Voronoi analysis performed on P-GAN and averaged images at 12 locations (Supplementary Fig. 8) resulted in similar shapes and sizes of the Voronoi neighborhoods. Cell spacing computed from the Voronoi analysis (Supplementary Table 9) fell within the expected ranges and showed an average error of 0.5 ± 0.9 µm. These experimental results demonstrate the possibility of using AI to transform the way in which AO-OCT is used to visualize and quantitatively assess the contiguous RPE mosaic across different retinal locations directly in the living human eye.
Discussion
We demonstrated that P-GAN can effectively recover the cellular structure from speckle-obscured AO-OCT images of the RPE. The key feature of our approach is that cellular contrast can be improved using only a single speckled acquisition, completely bypassing the need for sequential volume averaging currently being used for AO-OCT RPE imaging12,13. This is an important step towards more routine clinical application of AO-OCT imaging for probing the health of the retinal tissue at the cellular level, especially for the task of morphometric measurements of cell structure across different retinal locations (Figs. 4, 5 and Supplementary Fig. 5).

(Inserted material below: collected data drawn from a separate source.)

/// Shared driver: phase spans, timing and cumulative bookkeeping.
pub(crate) trait Collector {
    /// Name used in logs.
    fn name(&self) -> &str;

    /// Scope of this collector's runs.
    fn gc_type(&self) -> GcType;

    /// Family this collector belongs to.
    fn collector_type(&self) -> CollectorType;

    /// Totals over all runs.
    fn cumulative(&self) -> &CumulativeTimings;

    /// Mutable totals, for the provided `run`.
    fn cumulative_mut(&mut self) -> &mut CumulativeTimings;

    /// Binds bitmaps and decides which spaces take part.
    fn initialize_phase(&mut self, ctx: &GcContext<'_>);

    /// Marks roots and computes the transitive closure.
    fn marking_phase(&mut self, ctx: &GcContext<'_>, iteration: &mut GcIteration);

    /// Sweeps and releases memory.
    fn reclaim_phase(&mut self, ctx: &GcContext<'_>, iteration: &mut GcIteration);

    /// Unbinds bitmaps and drops per-run state. Always runs.
    fn finish_phase(&mut self, ctx: &GcContext<'_>);

    /// Marks (and for copying collectors, relocates) one object. Returns
    /// its current address.
    fn mark_object(&mut self, ctx: &GcContext<'_>, obj: ObjectRef) -> ObjectRef;

    /// Drains the mark stack.
    fn process_mark_stack(&mut self, ctx: &GcContext<'_>);

    /// Runs one collection. Mutators must be suspended.
    fn run(&mut self, ctx: &GcContext<'_>) -> GcIteration {
        let start = Instant::now();
        let mut iteration = GcIteration::default();
        let mut timer = PhaseTimer::new();
        let bytes_before = ctx.spaces.bytes_allocated();

        timer.start();
        {
            let _phase = trace_phase(GcPhase::Initialize);
            log_phase_start(GcPhase::Initialize, bytes_before);
            self.initialize_phase(ctx);
            log_phase_end(GcPhase::Initialize, 0);
        }
        timer.end_initialize();

        timer.start();
        {
            let _phase = trace_phase(GcPhase::Marking);
            log_phase_start(GcPhase::Marking, bytes_before);
            self.marking_phase(ctx, &mut iteration);
            log_phase_end(GcPhase::Marking, 0);
        }
        timer.end_marking();

        timer.start();
        {
            let _phase = trace_phase(GcPhase::Reclaim);
            log_phase_start(GcPhase::Reclaim, bytes_before);
            self.reclaim_phase(ctx, &mut iteration);
            log_phase_end(GcPhase::Reclaim, iteration.total_freed_bytes());
        }
        timer.end_reclaim();

        {
            let _phase = trace_phase(GcPhase::Finish);
            self.finish_phase(ctx);
        }

        iteration.duration = start.elapsed();
        iteration.phases = timer;
        iteration.cleared_soft_references = ctx.clear_soft_references;
        self.cumulative_mut().record(&iteration);
        iteration
    }
}

/// The collectors the heap can dispatch to.
pub(crate) enum CollectorVariant {
    SemiSpace(SemiSpace),
    MarkSweep(MarkSweep),
}

macro_rules! dispatch {
    ($self:expr, $c:ident => $body:expr) => {
        match $self {
            CollectorVariant::SemiSpace($c) => $body,
            CollectorVariant::MarkSweep($c) => $body,
        }
    };
}

impl Collector for CollectorVariant {
    fn name(&self) -> &str {
        dispatch!(self, c => c.name())
    }

    fn gc_type(&self) -> GcType {
        dispatch!(self, c => c.gc_type())
    }

    fn collector_type(&self) -> CollectorType {
        dispatch!(self, c => c.collector_type())
    }

    fn cumulative(&self) -> &CumulativeTimings {
        dispatch!(self, c => c.cumulative())
    }

    fn cumulative_mut(&mut self) -> &mut CumulativeTimings {
        dispatch!(self, c => c.cumulative_mut())
    }

    fn initialize_phase(&mut self, ctx: &GcContext<'_>) {
        dispatch!(self, c => c.initialize_phase(ctx));
    }

    fn marking_phase(&mut self, ctx: &GcContext<'_>, iteration: &mut GcIteration) {
        dispatch!(self, c => c.marking_phase(ctx, iteration));
    }

    fn reclaim_phase(&mut self, ctx: &GcContext<'_>, iteration: &mut GcIteration) {
        dispatch!(self, c => c.reclaim_phase(ctx, iteration));
    }

    fn finish_phase(&mut self, ctx: &GcContext<'_>) {
        dispatch!(self, c => c.finish_phase(ctx));
    }

    fn mark_object(&mut self, ctx: &GcContext<'_>, obj: ObjectRef) -> ObjectRef {
        dispatch!(self, c => c.mark_object(ctx, obj))
    }

    fn process_mark_stack(&mut self, ctx: &GcContext<'_>) {
        dispatch!(self, c => c.process_mark_stack(ctx));
    }
}

impl CollectorVariant {
    pub fn as_semi_space_mut(&mut self) -> Option<&mut SemiSpace> {
        match self {
            Self::SemiSpace(ss) => Some(ss),
            Self::MarkSweep(_) => None,
        }
    }
}

/// Maps `(CollectorType, GcType)` to a collector instance.
pub(crate) struct CollectorRegistry {
    collectors: HashMap<(CollectorType, GcType), CollectorVariant>,
}

impl CollectorRegistry {
    /// Registers the collectors a heap of `config.collector_type` needs.
    pub fn for_config(config: &HeapConfig) -> Self {
        let mark_stack = config.mark_stack_initial_capacity;
        let family = config.collector_type;
        let mut collectors = HashMap::new();
        let gc_types = [GcType::Sticky, GcType::Partial, GcType::Full];
        if family == CollectorType::SemiSpace {
            for gc_type in gc_types {
                collectors.insert(
                    (family, gc_type),
                    CollectorVariant::SemiSpace(SemiSpace::new("semi space", gc_type, family, mark_stack)),
                );
            }
        } else {
            for gc_type in gc_types {
                collectors.insert(
                    (family, gc_type),
                    CollectorVariant::MarkSweep(MarkSweep::new(gc_type, family, mark_stack)),
                );
            }
            collectors.insert(
                (CollectorType::HomogeneousSpaceCompact, GcType::Full),
                CollectorVariant::SemiSpace(SemiSpace::new(
                    "homogeneous space compact",
                    GcType::Full,
                    CollectorType::HomogeneousSpaceCompact,
                    mark_stack,
                )),
            );
        }
        collectors.insert(
            (CollectorType::ZygoteCompact, GcType::Full),
            CollectorVariant::SemiSpace(SemiSpace::new_bin_packing(mark_stack)),
        );
        Self { collectors }
    }

    pub fn get(&self, collector_type: CollectorType, gc_type: GcType) -> Option<&CollectorVariant> {
        self.collectors.get(&(collector_type, gc_type))
    }

    pub fn get_mut(&mut self, collector_type: CollectorType, gc_type: GcType) -> Option<&mut CollectorVariant> {
        self.collectors.get_mut(&(collector_type, gc_type))
    }
}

The success of cellular recovery using P-GAN can be attributed to the Siamese network-inspired twin discriminator that provided local structural cues of feature similarity (between the recovered and the ground truth averaged images) to the generator. The improvement of P-GAN over U-Net, traditional GAN, Pix2Pix, CycleGAN, MedGAN, and UPGAN (Supplementary Fig. 4 and Supplementary Table 5) was unsurprising given that these other networks were not intended to handle highly speckled noisy environments in which the cellular structures were not readily apparent. Our ablation studies indicated the synergistic improvement realized through the WFF combination to the twin discriminator (D1) for the recovery of the fine local structural details and the traditional CNN-based discriminator (D2) for global feature recovery (Fig. 2). In terms of computational complexity, it should also be noted that the network architecture of P-GAN has much fewer number of parameters (8.8-fold) compared to CycleGAN (Supplementary Table 10).

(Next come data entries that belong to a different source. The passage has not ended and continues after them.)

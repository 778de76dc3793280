//! Footprint control from outside the collector: process state and the
//! growth limit.

mod common;

use std::thread;
use std::time::{Duration, Instant};

use common::{alloc, config, heap, heap_with, payload, set_payload, KB, MB};
use spacegc::{CollectorType, GcCause, HeapConfig, ProcessState, SlotModel};

#[test]
fn test_foreground_restores_multiplied_footprint() {
    let (heap, runtime) = heap(CollectorType::MarkSweep, 8 * MB);
    let defaults = HeapConfig::default();
    let _roots: Vec<_> = (0..100).map(|_| runtime.root(alloc(&heap, 0, 15))).collect();
    assert_eq!(heap.process_state(), ProcessState::JankPerceptible);

    heap.update_process_state(ProcessState::JankImperceptible);
    assert_eq!(heap.process_state(), ProcessState::JankImperceptible);
    heap.collect_garbage(false);
    let live = heap.get_bytes_allocated();
    assert_eq!(live, 100 * SlotModel::object_size(0, 15));
    assert_eq!(heap.target_footprint(), live + defaults.min_free);

    heap.update_process_state(ProcessState::JankPerceptible);
    let foreground = (defaults.min_free as f64 * defaults.foreground_heap_growth_multiplier) as usize;
    assert_eq!(heap.target_footprint(), live + foreground);

    // A foreground collection picks the same footprint on its own.
    heap.collect_garbage(false);
    assert_eq!(heap.target_footprint(), live + foreground);
}

#[test]
fn test_background_schedules_compaction() {
    let (heap, runtime) = heap_with(HeapConfig {
        enable_task_daemon: true,
        background_compaction: true,
        ..config(CollectorType::MarkSweep, 4 * MB)
    });
    let roots: Vec<_> = (0..64)
        .map(|i| {
            let obj = alloc(&heap, 0, 1);
            set_payload(&heap, obj, 0, 0, i);
            let _garbage = alloc(&heap, 0, 1);
            runtime.root(obj)
        })
        .collect();

    heap.update_process_state(ProcessState::JankImperceptible);
    let deadline = Instant::now() + Duration::from_secs(10);
    while heap.metrics().homogeneous_compactions() == 0 {
        assert!(Instant::now() < deadline, "background compaction never ran");
        thread::sleep(Duration::from_millis(5));
    }
    heap.wait_for_gc_to_complete(GcCause::Explicit);

    for (i, root) in roots.iter().enumerate() {
        assert_eq!(payload(&heap, root.get().unwrap(), 0, 0), i);
    }
    assert!(heap.verify_heap().is_ok());
}

#[test]
fn test_cleared_growth_limit_admits_more_allocations() {
    let (heap, runtime) = heap_with(HeapConfig {
        initial_size: MB,
        growth_limit: MB,
        use_homogeneous_space_compaction_for_oom: false,
        ..config(CollectorType::MarkSweep, 4 * MB)
    });
    let class = SlotModel::class(0, 127);
    let size = SlotModel::object_size(0, 127);
    let mut roots = Vec::new();
    while let Ok(obj) = heap.allocate(class, size) {
        roots.push(runtime.root(obj));
        assert!(roots.len() <= MB / KB, "allocated past the growth limit");
    }
    assert!(heap.get_bytes_allocated() <= MB);

    heap.clear_growth_limit();
    assert_eq!(heap.growth_limit(), 4 * MB);
    assert_eq!(heap.capacity(), 4 * MB);
    for _ in 0..MB / KB {
        roots.push(runtime.root(heap.allocate(class, size).unwrap()));
    }
    assert!(heap.get_bytes_allocated() > MB);
    assert!(heap.verify_heap().is_ok());
}

#[test]
fn test_clamped_capacity_stays_clamped() {
    let (heap, _runtime) = heap_with(HeapConfig {
        initial_size: MB,
        growth_limit: 2 * MB,
        ..config(CollectorType::MarkSweep, 4 * MB)
    });
    heap.clamp_growth_limit();
    assert_eq!(heap.capacity(), 2 * MB);
    assert_eq!(heap.growth_limit(), 2 * MB);

    heap.clear_growth_limit();
    assert_eq!(heap.growth_limit(), 2 * MB);
    assert_eq!(heap.get_max_memory(), 2 * MB);
}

Substantial time saving was realized using our P-GAN-inspired approach, allowing us to cover more than 15-fold more imaging locations in nearly the same amount of imaging time. Without accounting for the possibility of participant fatigue, we estimate that it would have required at least 6 h to acquire the same amount of RPE data (12-fold reduction using P-GAN), illustrating how the integration of AI into the overall image acquisition pipeline can enable novel experimental design of imaging sequences (so as not to relegate AI to only the post-processing regime). On top of the time spent on image acquisition, it must be noted that data handling after image acquisition is an order of magnitude more costly than the image acquisition itself. In our current AO-OCT imager13, which acquires streams of raw data at a rate of 640 MB/s (expected to increase substantially with technological advancements), a typical scanning session quickly adds up to terabytes of data for a single participant because of the requirements of averaging (Supplementary Table 11). With P-GAN enabling recovery of the cellular features from a single acquired AO-OCT volume, a 12-fold reduction (2.8 TB for averaging compared to 0.23 TB using P-GAN) in the size of the raw data was achieved. Post-processing of this data to correct for eye motion and other artifacts requires intense computational resources and the processing time for a typical scanning session (four locations with averaging) is on the order of one day or more. The post-processing for 63 locations imaged with repeated averaging would have taken an estimated 13 days as opposed to only 2.7 h using the strategy of cellular recovery from a single acquired volume using P-GAN (116-fold reduction). Overall, considering both the image acquisition time as well as post-processing time, the generation of a 63 location montage was achieved with a substantial time savings of 99-fold.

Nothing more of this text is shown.